Fatigués mais heureux, les deux amants se glissèrent sous les couvertures. S’endormant serrés l’un contre l’autres, un sourir gravé sur les lévres…
Deux semaines c’était écoulés depuis tous ses événements, un homme était assis dans le hall d’un hôtel, attendant qu’un taxi vienne le chercher. Il attrapa un journal qui se trouver non loin de lui.
Homme: Voyons voir ce qui c’est passé
ici depuis mon départ! Mince il est vieux ce journal. Allez
pas grave. Il ouvrit le quotidien et se plongeât dans sa
lecture…
Grace et byron étaient attablés devant leurs petits déjeuners. Ils vivaient leurs amours depuis deux semaines déjà. Byron ce jour là semblait préoccuper ne parlant que très peu. La fatigue s’accumulant aussi n’y était pas étrangère. Il s’obliger à se lever tous les matins pour profiter un petit peu de Grace avant que celle-ci ne parte pour le boulot. Cette situation le dérangeait de plus en plus, elle travaillant le jour et lui la nuit, ne se voyant qu’en coup de vent. Il vivait pratiquement ici maintenant, pour profiter au maximum de Grace mais cela ne lui suffisait plus. Il avait envie de partager bien plus ses quelques paroles échangées ou ses étreintes qui lui laissaient un goût d’amertume dans la bouche lorsqu’il devait la laisser pour partir travailler.
Byron: Délicieux ses œufs aux
bacon, tu t’est encore surpassée ma puce.

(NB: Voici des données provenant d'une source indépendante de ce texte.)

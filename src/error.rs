use thiserror::Error;

/// Errors for invalid calls into the engine.
///
/// Data-shape problems (empty columns, unparsable cells, zero variance) are
/// never errors; they resolve to sentinel results instead.
#[derive(Debug, Clone, PartialEq, Error)]
pub enum EngineError {
    /// A column name was referenced that the dataset does not contain.
    #[error("column '{name}' not found in dataset")]
    ColumnNotFound { name: String },

    /// The same column name was declared twice.
    #[error("column '{name}' is declared more than once")]
    DuplicateColumn { name: String },

    /// A configuration value is out of range.
    #[error("invalid configuration: {message}")]
    InvalidConfig { message: String },
}

pub type Result<T> = std::result::Result<T, EngineError>;
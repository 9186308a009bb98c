//! Display helpers shared by chart labels and report tables.

/// Turn a raw column name into a header: split camelCase, underscores to
/// spaces, capitalise each word (`"unitPrice_usd"` → `"Unit Price Usd"`).
pub fn humanize_column(name: &str) -> String {
    let mut spaced = String::with_capacity(name.len() + 4);
    let mut prev: Option<char> = None;
    for ch in name.chars() {
        if ch == '_' {
            spaced.push(' ');
        } else {
            if ch.is_ascii_uppercase() && prev.is_some_and(|p| p.is_ascii_lowercase()) {
                spaced.push(' ');
            }
            spaced.push(ch);
        }
        prev = Some(ch);
    }

    let mut out = String::with_capacity(spaced.len());
    let mut at_word_start = true;
    for ch in spaced.chars() {
        if at_word_start && ch.is_alphanumeric() {
            out.extend(ch.to_uppercase());
        } else {
            out.push(ch);
        }
        at_word_start = !(ch.is_alphanumeric() || ch == '_');
    }
    out
}

/// Cap `text` at `max` characters, appending `"..."` when cut.
pub fn truncate_label(text: &str, max: usize) -> String {
    if text.chars().count() > max {
        let mut cut: String = text.chars().take(max).collect();
        cut.push_str("...");
        cut
    } else {
        text.to_string()
    }
}

/// Cap `text` at `max` characters, no marker.
pub fn truncate_chars(text: &str, max: usize) -> String {
    text.chars().take(max).collect()
}

/// Round to two decimals for display. Values too large to scale are
/// already integral and pass through.
pub fn round2(v: f64) -> f64 {
    let scaled = v * 100.0;
    if scaled.is_finite() { scaled.round() / 100.0 } else { v }
}

/// Fixed-point rendering with `digits` decimals.
pub fn fixed(v: f64, digits: usize) -> String {
    format!("{v:.digits$}")
}

/// Integer with comma thousands separators (`12345` → `"12,345"`).
pub fn group_thousands(n: usize) -> String {
    let digits = n.to_string();
    let mut out = String::with_capacity(digits.len() + digits.len() / 3);
    for (i, ch) in digits.chars().enumerate() {
        if i > 0 && (digits.len() - i) % 3 == 0 {
            out.push(',');
        }
        out.push(ch);
    }
    out
}

#[cfg(test)]
mod tests {
    use super::*;

    #[test]
    fn humanize() {
        assert_eq!(humanize_column("unitPrice"), "Unit Price");
        assert_eq!(humanize_column("order_date"), "Order Date");
        assert_eq!(humanize_column("unitPrice_usd"), "Unit Price Usd");
        assert_eq!(humanize_column("ID"), "ID");
        assert_eq!(humanize_column("x"), "X");
        assert_eq!(humanize_column(""), "");
    }

    #[test]
    fn truncation_counts_chars() {
        assert_eq!(truncate_label("short", 10), "short");
        assert_eq!(truncate_label("abcdefghijkl", 10), "abcdefghij...");
        assert_eq!(truncate_chars("ñandú-ñandú", 5), "ñandú");
    }

    #[test]
    fn rounding_and_fixed() {
        assert_eq!(round2(1.23456), 1.23);
        assert_eq!(round2(2.0), 2.0);
        assert_eq!(round2(1e308), 1e308);
        assert_eq!(fixed(2.0, 2), "2.00");
        assert_eq!(fixed(1.0 / 3.0, 3), "0.333");
    }

    #[test]
    fn thousands() {
        assert_eq!(group_thousands(0), "0");
        assert_eq!(group_thousands(999), "999");
        assert_eq!(group_thousands(1000), "1,000");
        assert_eq!(group_thousands(1234567), "1,234,567");
    }
}
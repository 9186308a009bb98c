use std::collections::HashMap;
use std::hash::Hash;

/// Frequency counter that remembers first-seen key order.
///
/// Ties in [`Tally::most_common`] resolve to the key that was seen first,
/// and [`Tally::sorted_desc`] is a stable sort over that order.
#[derive(Debug, Clone)]
pub struct Tally<K> {
    entries: Vec<(K, usize)>,
    index: HashMap<K, usize>,
}

impl<K> Default for Tally<K> {
    fn default() -> Self {
        Self {
            entries: Vec::new(),
            index: HashMap::new(),
        }
    }
}

impl<K: Eq + Hash + Clone> Tally<K> {
    pub fn new() -> Self {
        Self::default()
    }

    pub fn add(&mut self, key: K) {
        match self.index.get(&key) {
            Some(&pos) => self.entries[pos].1 += 1,
            None => {
                self.index.insert(key.clone(), self.entries.len());
                self.entries.push((key, 1));
            }
        }
    }

    /// Number of distinct keys.
    pub fn len(&self) -> usize {
        self.entries.len()
    }

    pub fn is_empty(&self) -> bool {
        self.entries.is_empty()
    }

    /// Entries in first-seen order.
    pub fn entries(&self) -> &[(K, usize)] {
        &self.entries
    }

    /// Highest-count entry; earliest key wins on ties.
    pub fn most_common(&self) -> Option<&(K, usize)> {
        self.entries
            .iter()
            .fold(None, |best: Option<&(K, usize)>, entry| match best {
                Some(b) if b.1 >= entry.1 => Some(b),
                _ => Some(entry),
            })
    }

    /// How many distinct keys share the highest count.
    pub fn tied_at_max(&self) -> usize {
        match self.most_common() {
            Some(&(_, max)) => self.entries.iter().filter(|(_, c)| *c == max).count(),
            None => 0,
        }
    }

    /// Entries by count descending, first-seen order among equal counts.
    pub fn sorted_desc(&self) -> Vec<(K, usize)> {
        let mut sorted = self.entries.clone();
        sorted.sort_by(|a, b| b.1.cmp(&a.1));
        sorted
    }
}

impl<K: Eq + Hash + Clone> FromIterator<K> for Tally<K> {
    fn from_iter<I: IntoIterator<Item = K>>(iter: I) -> Self {
        let mut tally = Tally::new();
        for key in iter {
            tally.add(key);
        }
        tally
    }
}

/// Hashable key for an `f64`; `-0.0` and `0.0` share a key.
pub(crate) fn float_key(v: f64) -> u64 {
    if v == 0.0 {
        0.0f64.to_bits()
    } else {
        v.to_bits()
    }
}
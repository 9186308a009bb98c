use serde::Serialize;

use crate::data::model::{CellValue, Dataset};
use crate::error::Result;

/// The two column kinds the engine distinguishes.
#[derive(Debug, Clone, Copy, PartialEq, Eq, Serialize)]
#[serde(rename_all = "lowercase")]
pub enum ColumnKind {
    Numeric,
    Categorical,
}

impl ColumnKind {
    pub fn label(self) -> &'static str {
        match self {
            ColumnKind::Numeric => "Numeric",
            ColumnKind::Categorical => "Categorical",
        }
    }
}

/// Classify a column from its values.
///
/// A single finite number among the present values makes the whole column
/// `Numeric`; unparsable entries are later dropped from numeric reductions
/// rather than forcing `Categorical`. All-missing columns are `Categorical`.
pub fn classify<'a, I>(values: I) -> ColumnKind
where
    I: IntoIterator<Item = &'a CellValue>,
{
    let any_numeric = values
        .into_iter()
        .filter(|v| !v.is_missing())
        .any(|v| v.as_f64().is_some());

    if any_numeric {
        ColumnKind::Numeric
    } else {
        ColumnKind::Categorical
    }
}

/// The subset of `columns` classified as numeric, order preserved.
pub fn numeric_columns(dataset: &Dataset, columns: &[String]) -> Result<Vec<String>> {
    let mut numeric = Vec::new();
    for name in columns {
        if classify(dataset.column(name)?) == ColumnKind::Numeric {
            numeric.push(name.clone());
        }
    }
    Ok(numeric)
}

#[cfg(test)]
mod tests {
    use super::*;
    use crate::data::model::Row;

    #[test]
    fn numeric_column() {
        let vals = [CellValue::Number(1.0), CellValue::Missing, CellValue::Number(2.0)];
        assert_eq!(classify(&vals), ColumnKind::Numeric);
    }

    #[test]
    fn text_column() {
        let vals = [CellValue::from("a"), CellValue::from("b")];
        assert_eq!(classify(&vals), ColumnKind::Categorical);
    }

    #[test]
    fn all_missing_is_categorical() {
        let vals = [CellValue::Missing, CellValue::Text(String::new())];
        assert_eq!(classify(&vals), ColumnKind::Categorical);
        assert_eq!(classify(std::iter::empty()), ColumnKind::Categorical);
    }

    #[test]
    fn one_number_among_strings_is_numeric() {
        let mut vals: Vec<CellValue> = (0..999).map(|i| CellValue::Text(format!("s{i}"))).collect();
        vals.push(CellValue::Number(4.0));
        assert_eq!(classify(&vals), ColumnKind::Numeric);
    }

    #[test]
    fn numeric_text_counts() {
        let vals = [CellValue::from("x"), CellValue::from("12")];
        assert_eq!(classify(&vals), ColumnKind::Numeric);
    }

    #[test]
    fn numeric_subset_keeps_order() {
        let ds = Dataset::new(
            vec!["c".into(), "a".into(), "b".into()],
            vec![Row::new().with("c", 1.0).with("a", "x").with("b", 2.0)],
        )
        .unwrap();
        let all = ds.columns.clone();
        assert_eq!(numeric_columns(&ds, &all).unwrap(), vec!["c", "b"]);
        assert!(numeric_columns(&ds, &["zz".to_string()]).is_err());
    }
}
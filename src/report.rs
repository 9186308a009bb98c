//! Report assembly: statistics and chart aggregations combined into one
//! ordered, renderer-agnostic document.
//!
//! Section order is fixed: summary metrics, column table, sample rows, one
//! block per available chart kind, narrative. Chart blocks whose
//! precondition is unmet are left out.

use serde::Serialize;

use crate::chart::aggregate::{self, Heatmap};
use crate::chart::{ChartKind, ChartSeries};
use crate::config::EngineConfig;
use crate::data::model::{CellValue, Dataset};
use crate::error::Result;
use crate::format::{fixed, group_thousands, humanize_column, truncate_chars};
use crate::stats::summary::{ColumnStatistics, ColumnSummary, DatasetStatistics};

// ---------------------------------------------------------------------------
// Document model
// ---------------------------------------------------------------------------

#[derive(Debug, Clone, PartialEq, Serialize)]
#[serde(tag = "section", rename_all = "snake_case")]
pub enum Section {
    /// Two-column metric/value table.
    KeyValue {
        title: String,
        rows: Vec<(String, String)>,
    },
    Table {
        title: String,
        header: Vec<String>,
        rows: Vec<Vec<String>>,
    },
    Chart {
        title: String,
        kind: ChartKind,
        series: Vec<ChartSeries>,
    },
    Narrative {
        title: String,
        paragraphs: Vec<String>,
    },
}

impl Section {
    pub fn title(&self) -> &str {
        match self {
            Section::KeyValue { title, .. }
            | Section::Table { title, .. }
            | Section::Chart { title, .. }
            | Section::Narrative { title, .. } => title,
        }
    }

    pub fn chart_kind(&self) -> Option<ChartKind> {
        match self {
            Section::Chart { kind, .. } => Some(*kind),
            _ => None,
        }
    }
}

#[derive(Debug, Clone, PartialEq, Serialize)]
pub struct ReportDocument {
    pub title: String,
    pub dataset_name: Option<String>,
    pub sections: Vec<Section>,
}

impl ReportDocument {
    /// Chart kinds present, in document order.
    pub fn chart_kinds(&self) -> Vec<ChartKind> {
        self.sections.iter().filter_map(Section::chart_kind).collect()
    }

    pub fn section(&self, title: &str) -> Option<&Section> {
        self.sections.iter().find(|s| s.title() == title)
    }
}

// ---------------------------------------------------------------------------
// Builder
// ---------------------------------------------------------------------------

/// Assemble the report for `selected` columns (empty means all).
pub fn build_report(dataset: &Dataset, selected: &[String], config: &EngineConfig) -> Result<ReportDocument> {
    let columns = dataset.resolve_selection(selected)?;
    let stats = DatasetStatistics::compute(dataset, &columns)?;

    let mut sections = vec![
        summary_section(&stats),
        column_section(&stats),
        sample_section(dataset, &columns, config),
    ];
    sections.extend(chart_sections(dataset, &columns, &stats, config)?);
    sections.push(narrative_section(&stats));

    log::info!(
        "built report: {} sections for {} rows x {} columns",
        sections.len(),
        stats.total_rows,
        stats.total_columns
    );

    Ok(ReportDocument {
        title: config.report.title.clone(),
        dataset_name: None,
        sections,
    })
}

fn summary_section(stats: &DatasetStatistics) -> Section {
    Section::KeyValue {
        title: "Summary Statistics".to_string(),
        rows: vec![
            ("Total Rows".to_string(), group_thousands(stats.total_rows)),
            ("Total Columns".to_string(), stats.total_columns.to_string()),
            ("Data Points".to_string(), group_thousands(stats.data_points)),
            ("Missing Values".to_string(), group_thousands(stats.total_missing)),
        ],
    }
}

/// One-line statistics text for the column table.
pub fn column_details(column: &ColumnStatistics) -> String {
    match &column.summary {
        ColumnSummary::Numeric(n) => format!(
            "Min: {}, Max: {}, Mean: {}, Median: {}, Mode: {}, Sum: {}",
            fixed(n.min, 2),
            fixed(n.max, 2),
            fixed(n.mean, 2),
            fixed(n.median, 2),
            CellValue::Number(n.mode),
            fixed(n.sum, 2)
        ),
        ColumnSummary::Categorical(c) => format!(
            "Unique: {}, Mode: {}",
            c.unique_count,
            c.most_common_value.as_deref().unwrap_or("-")
        ),
        ColumnSummary::NoData { .. } => "No data".to_string(),
    }
}

fn column_section(stats: &DatasetStatistics) -> Section {
    let rows = stats
        .columns
        .iter()
        .map(|c| {
            vec![
                humanize_column(&c.profile.name),
                c.profile.kind.label().to_string(),
                column_details(c),
                c.profile.missing_count.to_string(),
            ]
        })
        .collect();

    Section::Table {
        title: "Column Analysis".to_string(),
        header: ["Column", "Type", "Statistics", "Missing"]
            .map(String::from)
            .to_vec(),
        rows,
    }
}

fn sample_section(dataset: &Dataset, columns: &[String], config: &EngineConfig) -> Section {
    let report = &config.report;
    let rows = dataset
        .rows
        .iter()
        .take(report.sample_rows)
        .map(|row| {
            columns
                .iter()
                .map(|col| {
                    let cell = row.get(col);
                    if cell.is_missing() {
                        "-".to_string()
                    } else {
                        truncate_chars(&cell.to_string(), report.cell_max_chars)
                    }
                })
                .collect()
        })
        .collect();

    Section::Table {
        title: format!("Data Sample (First {} Rows)", report.sample_rows),
        header: columns.iter().map(|c| humanize_column(c)).collect(),
        rows,
    }
}

/// `label_max` of `None` keeps labels that were already shortened upstream.
fn chart_section(kind: ChartKind, series: Vec<ChartSeries>, label_max: Option<usize>) -> Option<Section> {
    let series: Vec<ChartSeries> = series
        .into_iter()
        .filter(|s| !s.is_empty())
        .map(|mut s| {
            if let Some(max) = label_max {
                s.truncate_labels(max);
            }
            s
        })
        .collect();
    if series.is_empty() {
        log::debug!("{} skipped: nothing to plot", kind.title());
        return None;
    }
    Some(Section::Chart {
        title: kind.title().to_string(),
        kind,
        series,
    })
}

fn chart_sections(
    dataset: &Dataset,
    columns: &[String],
    stats: &DatasetStatistics,
    config: &EngineConfig,
) -> Result<Vec<Section>> {
    let agg = &config.aggregation;
    let label_max = Some(config.report.label_max_chars);
    let numeric = stats.numeric_columns();
    let mut sections = Vec::new();

    // Bar and line share one aggregation: first column by first numeric column.
    if let (Some(x), Some(y)) = (columns.first(), numeric.first()) {
        let series = aggregate::mean_by_group(dataset, x, y, agg)?;
        sections.extend(chart_section(ChartKind::Bar, vec![series.clone()], label_max));
        sections.extend(chart_section(ChartKind::Line, vec![series], label_max));
    }

    if let Some(x) = columns.first().filter(|_| !dataset.is_empty()) {
        let series = aggregate::category_counts(dataset, x, agg)?;
        sections.extend(chart_section(ChartKind::Pie, vec![series], label_max));
    }

    if let Heatmap::Correlation { matrix, .. } =
        aggregate::correlation_heatmap(dataset, &numeric, config.correlation.pairing)?
    {
        let series = aggregate::heatmap_series(&matrix, label_max);
        sections.extend(chart_section(ChartKind::Heatmap, vec![series], None));
    }

    let mut boxes = Vec::new();
    for col in &numeric {
        if let Some(b) = aggregate::boxplot(dataset, col)? {
            boxes.push(b.to_series());
        }
    }
    sections.extend(chart_section(ChartKind::Boxplot, boxes, label_max));

    if config.report.include_histogram {
        if let Some(col) = numeric.first() {
            let histogram = aggregate::histogram(dataset, col, agg)?;
            sections.extend(chart_section(ChartKind::Histogram, vec![histogram.to_series()], label_max));
        }
    }

    if config.report.include_scatter {
        if let [x, y, ..] = numeric.as_slice() {
            let scatter = aggregate::scatter(dataset, x, y, None)?;
            let mut xs = ChartSeries::new(scatter.label.clone());
            for (i, p) in scatter.points.iter().enumerate() {
                xs.push(format!("{}: {}", i + 1, CellValue::Number(p.x)), p.y);
            }
            sections.extend(chart_section(ChartKind::Scatter, vec![xs.with_primary_color()], label_max));
        }
    }

    Ok(sections)
}

fn narrative_section(stats: &DatasetStatistics) -> Section {
    let numeric = stats.numeric_columns().len();
    let paragraphs = vec![
        format!(
            "This dataset contains {} rows and {} columns, resulting in {} data points.",
            group_thousands(stats.total_rows),
            stats.total_columns,
            group_thousands(stats.data_points)
        ),
        format!(
            "There are {} numeric columns and {} categorical columns.",
            numeric,
            stats.total_columns - numeric
        ),
        format!(
            "Total missing values: {} ({}%).",
            stats.total_missing,
            fixed(stats.missing_pct, 1)
        ),
        "The analysis includes comprehensive statistics for each column, including min, max, \
         mean, median, mode, and sum for numeric data."
            .to_string(),
        "Visualizations have been generated to help understand the data distribution and \
         relationships."
            .to_string(),
    ];

    Section::Narrative {
        title: "Summary".to_string(),
        paragraphs,
    }
}
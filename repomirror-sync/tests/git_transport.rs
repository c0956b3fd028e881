//! `GitCliTransport` against local bare repositories served over `file://`.

use std::path::{Path, PathBuf};
use std::process::Command as StdCommand;

use repomirror_core::RepositoryId;
use repomirror_sync::{GitCliTransport, RepoTransport, SyncError};
use tempfile::TempDir;

fn run_git(dir: &Path, args: &[&str]) {
    let output = StdCommand::new("git")
        .args(args)
        .current_dir(dir)
        .env("GIT_AUTHOR_NAME", "test-user")
        .env("GIT_AUTHOR_EMAIL", "test@example.com")
        .env("GIT_COMMITTER_NAME", "test-user")
        .env("GIT_COMMITTER_EMAIL", "test@example.com")
        .output()
        .expect("run git");
    assert!(
        output.status.success(),
        "git {:?} failed: {}",
        args,
        String::from_utf8_lossy(&output.stderr)
    );
}

/// An upstream `<root>/<owner>/<name>.git` with one commit on `branch`, plus
/// a scratch working copy used to push further commits.
struct Upstream {
    root: TempDir,
    work: PathBuf,
    branch: &'static str,
}

impl Upstream {
    fn new(repo: &RepositoryId, branch: &'static str) -> Self {
        let root = TempDir::new().expect("upstream root");
        let bare = root
            .path()
            .join(repo.owner())
            .join(format!("{}.git", repo.name()));
        std::fs::create_dir_all(&bare).expect("mkdir bare");
        run_git(&bare, &["init", "--bare", "--quiet"]);

        let work = root.path().join("work");
        std::fs::create_dir_all(&work).expect("mkdir work");
        run_git(&work, &["init", "--quiet"]);
        let head = format!("refs/heads/{branch}");
        run_git(&work, &["symbolic-ref", "HEAD", head.as_str()]);
        std::fs::write(work.join("manifest.json"), r#"{"version":"1.0.0"}"#).expect("write");
        std::fs::write(work.join("main.js"), "console.log('v1');\n").expect("write");
        run_git(&work, &["add", "."]);
        run_git(&work, &["commit", "--quiet", "-m", "initial"]);
        run_git(
            &work,
            &["remote", "add", "origin", bare.to_str().expect("utf-8 path")],
        );
        run_git(&work, &["push", "--quiet", "origin", branch]);

        Self { root, work, branch }
    }

    fn remote_base(&self) -> String {
        format!("file://{}", self.root.path().display())
    }

    fn push_change(&self) {
        std::fs::write(self.work.join("manifest.json"), r#"{"version":"1.1.0"}"#).expect("write");
        std::fs::write(
            self.work.join("main.js"),
            "console.log('v2');\nconsole.log('more');\n",
        )
        .expect("write");
        run_git(&self.work, &["commit", "--quiet", "-am", "bump"]);
        run_git(&self.work, &["push", "--quiet", "origin", self.branch]);
    }
}

fn repo() -> RepositoryId {
    RepositoryId::parse("owner/plugin").expect("id")
}

#[tokio::test]
async fn clone_of_missing_branch_is_not_found() {
    let upstream = Upstream::new(&repo(), "main");
    let transport = GitCliTransport::new(upstream.remote_base());
    let dest = TempDir::new().expect("dest");
    let target = dest.path().join("owner").join("plugin");

    let err = transport
        .clone_branch(&repo(), "master", &target)
        .await
        .unwrap_err();
    assert!(err.is_not_found(), "got: {err}");
}

#[tokio::test]
async fn clone_then_pull_reports_change_summary() {
    let upstream = Upstream::new(&repo(), "main");
    let transport = GitCliTransport::new(upstream.remote_base());
    let dest = TempDir::new().expect("dest");
    let target = dest.path().join("owner").join("plugin");

    transport
        .clone_branch(&repo(), "main", &target)
        .await
        .expect("clone main");
    assert!(target.join("manifest.json").exists());

    let unchanged = transport.pull(&target).await.expect("no-op pull");
    assert!(unchanged.is_empty(), "got: {unchanged:?}");

    upstream.push_change();
    let summary = transport.pull(&target).await.expect("pull");
    assert_eq!(summary.changes, 2);
    assert_eq!(summary.insertions, 3);
    assert_eq!(summary.deletions, 2);
    let manifest = std::fs::read_to_string(target.join("manifest.json")).expect("read");
    assert!(manifest.contains("1.1.0"));
}

#[tokio::test]
async fn pull_outside_a_checkout_is_a_transport_error() {
    let transport = GitCliTransport::new("file:///nonexistent");
    let dir = TempDir::new().expect("dir");
    let err = transport.pull(dir.path()).await.unwrap_err();
    assert!(matches!(err, SyncError::Transport(_)), "got: {err}");
}

#[tokio::test]
async fn pipeline_clones_skips_then_updates() {
    use repomirror_core::MirrorConfig;
    use repomirror_sync::pipeline;

    let upstream = Upstream::new(&repo(), "main");
    let mirror = TempDir::new().expect("mirror");
    let mut server = mockito::Server::new_async().await;
    let config = MirrorConfig {
        jobs: 2,
        repo_base_path: mirror.path().to_path_buf(),
        remote_base: upstream.remote_base(),
        raw_content_base: server.url(),
        ..MirrorConfig::default()
    };

    let first = pipeline::run(&config, vec![repo()], None).await.expect("run");
    assert_eq!(first.result.new_repos, vec![repo()]);

    let same = server
        .mock("GET", "/owner/plugin/main/manifest.json")
        .with_body(r#"{"version":"1.0.0"}"#)
        .create_async()
        .await;
    let second = pipeline::run(&config, vec![repo()], None).await.expect("run");
    assert!(second.result.is_up_to_date(), "got: {:?}", second.result);
    same.remove_async().await;

    upstream.push_change();
    let _bumped = server
        .mock("GET", "/owner/plugin/main/manifest.json")
        .with_body(r#"{"version":"1.1.0"}"#)
        .create_async()
        .await;
    let third = pipeline::run(&config, vec![repo()], None).await.expect("run");
    assert_eq!(third.result.updated_repos.len(), 1);
    assert_eq!(third.result.updated_repos[0].repo, repo());
    assert_eq!(third.result.updated_repos[0].summary.changes, 2);
}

Grace: Merci mon amour elle lui adressa un
large sourire.
Byron: Dit moi ma chérie, il te plait
vraiment ton boulot?
Grace: Tu sais c’est pas ma vocation
ça c’est sûr! Mais ça permet de faire
bouillir la marmite. Pourquoi tu me demandes ça tout
à coup?
Byron: Parce que j’en ai marre Grace! On se
voit jamais, a si de dimanche! Le reste du temps on se vois cinq
minutes par ci, dix minutes pas là, c’est pas comme
ça que j’imaginais une vie de couple moi.
Grace: Je sais bien que ce n’est pas facile,
mais tu proposes quoi? Moi je tiens à être
indépendante financièrement. Je m’en suis
toujours débrouiller seule et c’est pas maintenant que
je vais vivre au crochet de quelque un même si c’est
toi. Et ce n’est pas les boulot qui courent les rue en ce
moment.
Byron: Bien sûr, je ne veux pas que tu
cesses de travailler, mais j’avais pensé à un
truc… Tu pourrais venir travailler avec moi au
galaxie…
Grace: Au Galaxie? Et je ferais quoi? Je
n’ai pas trop envie de me retrouver serveuse, ça
serait encore pire que shampouineuse*.
Note: Je n'ai jamais mis sur le tapis le metier de Grace,
elle travail dans un salon de coiffures.